Requirement: Please restate exactly what appears in the records below from the first line to the line where "for loopback tests." is, that line included.

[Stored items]
════════════════

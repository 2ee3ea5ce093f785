//! Relay core: sessions, the shared registry and reconnection.

pub mod behavior;
pub mod communicator;
pub mod event;
pub mod reclaim;
pub mod reconnect;
pub mod runner;
pub mod session;
pub mod transport;

#[cfg(test)]
pub(crate) mod testing;

pub use behavior::{Behavior, Mode, NickFormat};
pub use communicator::{Communicator, SessionHandle};
pub use event::Event;
pub use reclaim::{ReclaimPhase, ReclaimState};
pub use reconnect::ReconnectPolicy;
pub use runner::Runner;
pub use session::{Session, SessionState};
pub use transport::Transport;
//! Test helpers for relay integration tests.
//!
//! Provides a recording transport, network builders and a scripted IRC
//! server for loopback tests.

#![allow(dead_code)]

use std::sync::{Arc, Mutex};
use std::time::Duration;

use tokio::io::{AsyncBufReadExt, AsyncWriteExt, BufReader};
use tokio::net::tcp::{OwnedReadHalf, OwnedWriteHalf};
use tokio::net::{TcpListener, TcpStream};
use tokio::time::timeout;

use relaybot::irc::Command;
use relaybot::{Communicator, Event, Mode, NetworkConfig, Session, Transport};

/// Default timeout for test operations.
pub const DEFAULT_TIMEOUT: Duration = Duration::from_secs(5);

/// Transport that records every command instead of sending it.
#[derive(Default)]
pub struct RecordingTransport {
    sent: Mutex<Vec<Command>>,
}

impl RecordingTransport {
    pub fn sent(&self) -> Vec<Command> {
        self.sent.lock().unwrap().clone()
    }

    pub fn clear(&self) {
        self.sent.lock().unwrap().clear();
    }

    /// Texts of the PRIVMSGs sent to `target`.
    pub fn messages_to(&self, target: &str) -> Vec<String> {
        self.sent()
            .into_iter()
            .filter_map(|c| match c {
                Command::Privmsg { target: t, text } if t == target => Some(text),
                _ => None,
            })
            .collect()
    }
}

impl Transport for RecordingTransport {
    fn send(&self, command: Command) -> relaybot::Result<()> {
        self.sent.lock().unwrap().push(command);
        Ok(())
    }
}

/// Build a network config for tests.
pub fn network(name: &str, host: &str, port: u16, channel: &str, mode: Mode) -> NetworkConfig {
    NetworkConfig {
        name: name.to_string(),
        host: host.to_string(),
        port,
        use_tls: false,
        connect_timeout: Duration::from_secs(5),
        nickname: "relay".to_string(),
        channel: channel.to_string(),
        info: "I relay messages between networks.".to_string(),
        heartbeat_interval: Duration::from_secs(60),
        password: None,
        username: "relay".to_string(),
        realname: "Relay Bot".to_string(),
        mode,
        nickserv_password: Some("secret".to_string()),
    }
}

/// Create a session and bring it to the joined state on a recording
/// transport.
pub fn joined_session(
    config: NetworkConfig,
    communicator: &Arc<Communicator>,
) -> (Session, Arc<RecordingTransport>) {
    let channel = config.channel.clone();
    let nickname = config.nickname.clone();
    let transport = Arc::new(RecordingTransport::default());
    let mut session = Session::new(config, Arc::clone(communicator));
    session.begin_connect();
    session.attach(transport.clone());
    session.handle(Event::Connected { nickname });
    session.handle(Event::Joined { channel });
    transport.clear();
    (session, transport)
}

/// Channel message event.
pub fn say(user: &str, channel: &str, text: &str) -> Event {
    Event::Privmsg {
        user: user.to_string(),
        target: channel.to_string(),
        text: text.to_string(),
    }
}

/// One end of a scripted IRC server connection.
pub struct FakeServerConn {
    reader: BufReader<OwnedReadHalf>,
    writer: OwnedWriteHalf,
}

impl FakeServerConn {
    /// Accept the next client on `listener`.
    pub async fn accept(listener: &TcpListener) -> Self {
        let (stream, _) = timeout(DEFAULT_TIMEOUT, listener.accept())
            .await
            .expect("timed out waiting for client")
            .expect("accept failed");
        Self::from_stream(stream)
    }

    fn from_stream(stream: TcpStream) -> Self {
        let (read, write) = stream.into_split();
        Self {
            reader: BufReader::new(read),
            writer: write,
        }
    }

    /// Read one line without the line ending. `None` on EOF.
    pub async fn read_line(&mut self) -> Option<String> {
        let mut line = String::new();
        let n = timeout(DEFAULT_TIMEOUT, self.reader.read_line(&mut line))
            .await
            .expect("timed out reading from client")
            .expect("read failed");
        if n == 0 {
            None
        } else {
            Some(line.trim_end().to_string())
        }
    }

    /// Read lines until one starts with `prefix` and return it.
    pub async fn expect_line(&mut self, prefix: &str) -> String {
        loop {
            match self.read_line().await {
                Some(line) if line.starts_with(prefix) => return line,
                Some(_) => continue,
                None => panic!("connection closed before {prefix:?}"),
            }
        }
    }

    /// Send a raw line; CRLF is appended.
    pub async fn send(&mut self, line: &str) {
        self.writer
            .write_all(format!("{line}\r\n").as_bytes())
            .await
            .expect("write failed");
    }

    /// Walk the client through registration and its channel join.
    pub async fn welcome(&mut self, nick: &str, channel: &str) {
        self.expect_line("USER ").await;
        self.send(&format!(":irc.test 001 {nick} :Welcome")).await;
        self.expect_line(&format!("JOIN {channel}")).await;
        self.send(&format!(":{nick}!{nick}@test JOIN {channel}")).await;
    }
}

/// Poll `check` until it returns true or the default timeout passes.
pub async fn eventually<F: Fn() -> bool>(check: F) -> bool {
    let deadline = tokio::time::Instant::now() + DEFAULT_TIMEOUT;
    while tokio::time::Instant::now() < deadline {
        if check() {
            return true;
        }
        tokio::time::sleep(Duration::from_millis(20)).await;
    }
    check()
}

════════════════

Solution below:
repository 2ee3ea5ce093f785
//! Relay core: sessions, the shared registry and reconnection.

pub mod behavior;
pub mod communicator;
pub mod event;
pub mod reclaim;
pub mod reconnect;
pub mod runner;
pub mod session;
pub mod transport;

#[cfg(test)]
pub(crate) mod testing;

pub use behavior::{Behavior, Mode, NickFormat};
pub use communicator::{Communicator, SessionHandle};
pub use event::Event;
pub use reclaim::{ReclaimPhase, ReclaimState};
pub use reconnect::ReconnectPolicy;
pub use runner::Runner;
pub use session::{Session, SessionState};
pub use transport::Transport;
//! Test helpers for relay integration tests.
//!
//! Provides a recording transport, network builders and a scripted IRC
//! server for loopback tests.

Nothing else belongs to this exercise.